As to the claim for benefits under 29 U.S.C. § 1132(a)(1)(B) in Count II, plaintiff claims that he "may become eligible" for benefits because he has a colorable claim that he will prevail in this suit for benefits, proceeding on an equitable estoppel theory. Plaintiff claims that because Jefferson assured him that he was a participant, in that it told him that his benefits continued and accepted his extra premium payments, Jefferson is now estopped from denying that he is a participant and eligible for long-term disability payments under the plan.

This equitable estoppel argument, whatever its merits, does not give plaintiff standing for a claim under subsection (a)(1)(B). The cases cited by plaintiff clearly state that an equitable estoppel claim is properly brought under subsection (a)(3). See, e.g., Curcio v. John Hancock Mut. Life Ins. Co., 33 F.3d 226, 235 (3d Cir. 1994) ("[plaintiff] presents an equitable estoppel claim, which is authorized under ERISA pursuant to § 1132(a)(3)(B)"). Count I, then, is properly brought under subsection (a)(3), and such a claim will be allowed to go forward.*fn4


Defendant next argues that plaintiff signed a release that bars him from bringing this suit. This argument can be quickly disposed of, because the contract says, "Nothing in this Agreement, however, shall preclude me from seeking legal redress to compel Jefferson to fully comply with its obligations under this Agreement." Def. Mot. Ex. A ¶ 6.*fn5 That is exactly the situation in this case: Plaintiff is seeking legal redress to compel Jefferson to comply with its obligation under paragraph (4) of the contract to "[c]ontinue all employee benefits currently in effect for the duration of my salary continuation time period." Thus, by its very terms, the release is no bar to the claims asserted here.

Class Action

Last, defendant argues that Count III must be dismissed because plaintiff purports to bring the count "on behalf of himself and all other participants in the VERIP who paid premiums toward supplemental long-term disability benefits," Compl. ¶ 60, but he has not pleaded the requisite elements of a Rule 23 class action. Indeed plaintiff has not pleaded those elements, but plaintiff responds that he did not intend to assert a class action. Instead, he seeks equitable relief under 29 U.S.C. § 1132(a)(3), which he asserts can include granting relief to other people similarly situated. Plaintiff's explanation essentially says that Count III is not a separate substantive count, but a request for additional or alternative relief for the violations alleged in Counts I and II. The court will treat it as such.
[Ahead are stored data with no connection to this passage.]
// Copyright 2023-2025 Contributors to the Veraison project.
// SPDX-License-Identifier: Apache-2.0

use super::errors::Error;
use super::trustanchor::TrustAnchor;
use super::ITrustAnchorStore;
use multimap::MultiMap;
use std::sync::RwLock;

/// The store where attestation roots are stashed.  Roots are indexed by the
/// attestation statement format they apply to.
#[derive(Debug, Default)]
pub struct MemoTrustAnchorStore {
    p: RwLock<MultiMap<String, TrustAnchor>>,
}

impl MemoTrustAnchorStore {
    /// Returns a new empty TrustAnchorStore
    pub fn new() -> Self {
        Self {
            p: Default::default(),
        }
    }

    /// Add to an existing (and possibly empty) TrustAnchorStore the trust
    /// anchors loaded from the given JSON file
    pub fn load_json(&mut self, j: &str) -> Result<(), Error> {
        let tas: Vec<TrustAnchor> =
            serde_json::from_str(j).map_err(|e| Error::Syntax(e.to_string()))?;

        for mut ta in tas.into_iter() {
            ta.parse_cert()?;
            self.add(ta)?;
        }

        Ok(())
    }

    /// Add a single trust anchor.  It must carry a parsed certificate.
    pub fn add(&mut self, ta: TrustAnchor) -> Result<(), Error> {
        if ta.cert.is_none() {
            return Err(Error::Sema(format!(
                "trust anchor for {} has no certificate",
                ta.format
            )));
        }

        self.p.write()?.insert(ta.format.clone(), ta);

        Ok(())
    }
}

impl ITrustAnchorStore for MemoTrustAnchorStore {
    fn lookup(&self, format: &str) -> Result<Vec<TrustAnchor>, Error> {
        Ok(self.p.read()?.get_vec(format).cloned().unwrap_or_default())
    }
}
/// Encodes authenticator data.  Useful to produce fixtures and to exercise
/// verifiers without an authenticator at hand.
#[derive(Debug)]
pub struct AuthenticatorDataBuilder {
    rp_id_hash: [u8; RP_ID_HASH_LEN],
    flags: AuthenticatorFlags,
    counter: u32,
    attested: Option<(Aaguid, Vec<u8>, CoseKey)>,
    extensions: Option<Value>,
}

impl AuthenticatorDataBuilder {
    pub fn new(rp_id: &str) -> Self {
        AuthenticatorDataBuilder {
            rp_id_hash: sha256(rp_id.as_bytes()),
            flags: AuthenticatorFlags::none(),
            counter: 0,
            attested: None,
            extensions: None,
        }
    }

    pub fn rp_id_hash(mut self, h: [u8; RP_ID_HASH_LEN]) -> Self {
        self.rp_id_hash = h;
        self
    }

    pub fn flag(mut self, f: Flag) -> Self {
        self.flags.set(f);
        self
    }

    pub fn counter(mut self, c: u32) -> Self {
        self.counter = c;
        self
    }

    /// Also sets the AT flag
    pub fn attested_credential(mut self, aaguid: Aaguid, id: &[u8], key: &CoseKey) -> Self {
        self.flags.set(Flag::AttestedCredentialData);
        self.attested = Some((aaguid, id.to_vec(), key.clone()));
        self
    }

    /// Also sets the ED flag
    pub fn extensions(mut self, ext: Value) -> Self {
        self.flags.set(Flag::ExtensionData);
        self.extensions = Some(ext);
        self
    }

    pub fn build(&self) -> Result<Vec<u8>, Error> {
        let mut buf = Vec::with_capacity(HEADER_LEN);

        buf.extend_from_slice(&self.rp_id_hash);
        buf.push(self.flags.bits());
        buf.extend_from_slice(&self.counter.to_be_bytes());

        if let Some((aaguid, id, key)) = &self.attested {
            let l = u16::try_from(id.len()).map_err(|_| {
                Error::MalformedEncoding(format!("credential id too long ({})", id.len()))
            })?;

            buf.extend_from_slice(aaguid.as_bytes());
            buf.extend_from_slice(&l.to_be_bytes());
            buf.extend_from_slice(id);
            buf.extend_from_slice(&key.to_bytes()?);
        }

        if let Some(ext) = &self.extensions {
            ciborium::ser::into_writer(ext, &mut buf)
                .map_err(|e| Error::MalformedEncoding(format!("encoding extensions: {e}")))?;
        }

        Ok(buf)
    }
}

#[cfg(test)]
mod tests {
    use super::*;
    use crate::webauthn::testutil;
    use hex_literal::hex;

    const AAGUID: [u8; 16] = hex!("2fc0579f811347eab116bb5a8db9202a");

    #[test]
    fn round_trip() {
        let (_, key) = testutil::p256_credential();
        let cred_id = hex!("0102030405060708");

        let buf = AuthenticatorDataBuilder::new("example.com")
            .flag(Flag::UserPresent)
            .flag(Flag::UserVerified)
            .counter(42)
            .attested_credential(Aaguid(AAGUID), &cred_id, &key)
            .build()
            .unwrap();

        let ad = AuthenticatorData::parse(&buf).unwrap();

        assert_eq!(ad.raw, buf);
        assert_eq!(ad.rp_id_hash, sha256(b"example.com"));
        assert_eq!(ad.flags, 0x45);
        assert!(ad.user_present());
        assert!(ad.user_verified());
        assert!(!ad.backup_eligible());
        assert_eq!(ad.counter, 42);
        assert!(ad.extensions.is_none());

        let acd = ad.attested_credential.unwrap();
        assert_eq!(acd.aaguid, Aaguid(AAGUID));
        assert_eq!(acd.credential_id, cred_id);
        assert_eq!(acd.public_key, key);
        assert_eq!(acd.public_key_bytes, key.to_bytes().unwrap());
    }

    #[test]
    fn extensions_follow_key() {
        let (_, key) = testutil::ed25519_credential();
        let ext = Value::Map(vec![(Value::Text("credProtect".to_string()), Value::Integer(2.into()))]);

        let buf = AuthenticatorDataBuilder::new("example.com")
            .flag(Flag::UserPresent)
            .attested_credential(Aaguid::default(), b"id", &key)
            .extensions(ext.clone())
            .build()
            .unwrap();

        let ad = AuthenticatorData::parse(&buf).unwrap();

        assert_eq!(ad.extensions, Some(ext));
        assert_eq!(ad.attested_credential.unwrap().public_key, key);
    }

    #[test]
    fn assertion_shape() {
        let buf = AuthenticatorDataBuilder::new("example.com")
            .flag(Flag::UserPresent)
            .counter(7)
            .build()
            .unwrap();

        assert_eq!(buf.len(), 37);

        let ad = AuthenticatorData::parse(&buf).unwrap();
        assert_eq!(ad.counter, 7);
        assert!(ad.attested_credential.is_none());
        assert!(ad.aaguid().is_zero());
    }

    #[test]
    fn truncated() {
        let (_, key) = testutil::p256_credential();
        let buf = AuthenticatorDataBuilder::new("example.com")
            .flag(Flag::UserPresent)
            .attested_credential(Aaguid(AAGUID), &[0xaa; 16], &key)
            .build()
            .unwrap();

        // header
        assert!(matches!(
            AuthenticatorData::parse(&buf[..36]),
            Err(Error::TruncatedAuthenticatorData(_))
        ));
        // inside the AAGUID
        assert!(matches!(
            AuthenticatorData::parse(&buf[..40]),
            Err(Error::TruncatedAuthenticatorData(_))
        ));
        // inside the credential id
        assert!(matches!(
            AuthenticatorData::parse(&buf[..60]),
            Err(Error::TruncatedAuthenticatorData(_))
        ));
        // right before the key
        assert!(matches!(
            AuthenticatorData::parse(&buf[..37 + 18 + 16]),
            Err(Error::TruncatedAuthenticatorData(_))
        ));
        // inside the key
        assert!(matches!(
            AuthenticatorData::parse(&buf[..37 + 18 + 16 + 10]),
            Err(Error::TruncatedAuthenticatorData(_))
        ));
        assert!(matches!(
            AuthenticatorData::parse(&buf[..buf.len() - 1]),
            Err(Error::TruncatedAuthenticatorData(_))
        ));

        // ED flag with nothing behind it
        let mut header = AuthenticatorDataBuilder::new("example.com")
            .flag(Flag::UserPresent)
            .build()
            .unwrap();
        header[32] |= 0x80;
        assert!(matches!(
            AuthenticatorData::parse(&header),
            Err(Error::TruncatedAuthenticatorData(_))
        ));

        // extensions cut short
        let with_ext = AuthenticatorDataBuilder::new("example.com")
            .flag(Flag::UserPresent)
            .extensions(Value::Map(vec![(
                Value::Text("credProtect".to_string()),
                Value::Integer(2.into()),
            )]))
            .build()
            .unwrap();
        assert!(AuthenticatorData::parse(&with_ext).is_ok());
        assert!(matches!(
            AuthenticatorData::parse(&with_ext[..with_ext.len() - 2]),
            Err(Error::TruncatedAuthenticatorData(_))
        ));
    }

    #[test]
    fn trailing_bytes() {
        let mut buf = AuthenticatorDataBuilder::new("example.com")
            .flag(Flag::UserPresent)
            .build()
            .unwrap();
        buf.push(0xa0);

        assert!(matches!(
            AuthenticatorData::parse(&buf),
            Err(Error::MalformedEncoding(_))
        ));
    }

    #[test]
    fn backup_state_requires_eligibility() {
        let buf = AuthenticatorDataBuilder::new("example.com")
            .flag(Flag::UserPresent)
            .flag(Flag::BackupState)
            .build()
            .unwrap();

        assert!(matches!(
            AuthenticatorData::parse(&buf),
            Err(Error::InvalidFlags(_))
        ));

        let buf = AuthenticatorDataBuilder::new("example.com")
            .flag(Flag::UserPresent)
            .flag(Flag::BackupEligible)
            .flag(Flag::BackupState)
            .build()
            .unwrap();

        let ad = AuthenticatorData::parse(&buf).unwrap();
        assert!(ad.backup_eligible() && ad.backup_state());
    }

    #[test]
    fn oversized_credential_id() {
        let mut buf = AuthenticatorDataBuilder::new("example.com")
            .flag(Flag::UserPresent)
            .flag(Flag::AttestedCredentialData)
            .build()
            .unwrap();
        buf.extend_from_slice(&AAGUID);
        buf.extend_from_slice(&1024u16.to_be_bytes());
        buf.extend_from_slice(&[0u8; 1024]);

        assert!(matches!(
            AuthenticatorData::parse(&buf),
            Err(Error::MalformedEncoding(_))
        ));
    }

    #[test]
    fn aaguid_display() {
        assert_eq!(
            Aaguid(AAGUID).to_string(),
            "2fc0579f-8113-47ea-b116-bb5a8db9202a"
        );
        assert_eq!(
            serde_json::to_string(&Aaguid(AAGUID)).unwrap(),
            "\"2fc0579f811347eab116bb5a8db9202a\""
        );
    }
}
impl CoseAlgorithm {
    /// The IANA COSE algorithm identifier
    pub fn id(self) -> i64 {
        match self {
            CoseAlgorithm::ES256 => -7,
            CoseAlgorithm::ES384 => -35,
            CoseAlgorithm::ES512 => -36,
            CoseAlgorithm::EdDSA => -8,
            CoseAlgorithm::PS256 => -37,
            CoseAlgorithm::PS384 => -38,
            CoseAlgorithm::PS512 => -39,
            CoseAlgorithm::RS256 => -257,
            CoseAlgorithm::RS384 => -258,
            CoseAlgorithm::RS512 => -259,
            CoseAlgorithm::RS1 => -65535,
        }
    }

    fn digest(self) -> Option<MessageDigest> {
        match self {
            CoseAlgorithm::ES256 | CoseAlgorithm::PS256 | CoseAlgorithm::RS256 => {
                Some(MessageDigest::sha256())
            }
            CoseAlgorithm::ES384 | CoseAlgorithm::PS384 | CoseAlgorithm::RS384 => {
                Some(MessageDigest::sha384())
            }
            CoseAlgorithm::ES512 | CoseAlgorithm::PS512 | CoseAlgorithm::RS512 => {
                Some(MessageDigest::sha512())
            }
            CoseAlgorithm::RS1 => Some(MessageDigest::sha1()),
            CoseAlgorithm::EdDSA => None,
        }
    }

    /// Hash `data` with the digest this algorithm signs with.  EdDSA has no
    /// separate digest and is rejected.
    pub fn hash(self, data: &[u8]) -> Result<Vec<u8>, Error> {
        let md = self.digest().ok_or_else(|| {
            Error::UnsupportedAlgorithm(format!("{self:?} has no associated hash"))
        })?;

        Ok(hash(md, data)?.to_vec())
    }

    fn key_type(self) -> i128 {
        match self {
            CoseAlgorithm::ES256 | CoseAlgorithm::ES384 | CoseAlgorithm::ES512 => COSE_KTY_EC2,
            CoseAlgorithm::EdDSA => COSE_KTY_OKP,
            _ => COSE_KTY_RSA,
        }
    }
}

impl TryFrom<i128> for CoseAlgorithm {
    type Error = Error;

    fn try_from(v: i128) -> Result<Self, Error> {
        let alg = match v {
            -7 => CoseAlgorithm::ES256,
            -35 => CoseAlgorithm::ES384,
            -36 => CoseAlgorithm::ES512,
            -8 => CoseAlgorithm::EdDSA,
            -37 => CoseAlgorithm::PS256,
            -38 => CoseAlgorithm::PS384,
            -39 => CoseAlgorithm::PS512,
            -257 => CoseAlgorithm::RS256,
            -258 => CoseAlgorithm::RS384,
            -259 => CoseAlgorithm::RS512,
            -65535 => CoseAlgorithm::RS1,
            x => return Err(Error::UnsupportedAlgorithm(format!("COSE algorithm {x}"))),
        };

        Ok(alg)
    }
}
For the reasons discussed above, defendant's motion will be denied. An appropriate Order follows.


AND NOW, this 21st day of June, 1999, upon consideration of Defendant Thomas Jefferson University's Motion to Dismiss Complaint, and the plaintiff's response thereto, it is ORDERED that said motion is DENIED for the reasons stated in the foregoing Memorandum.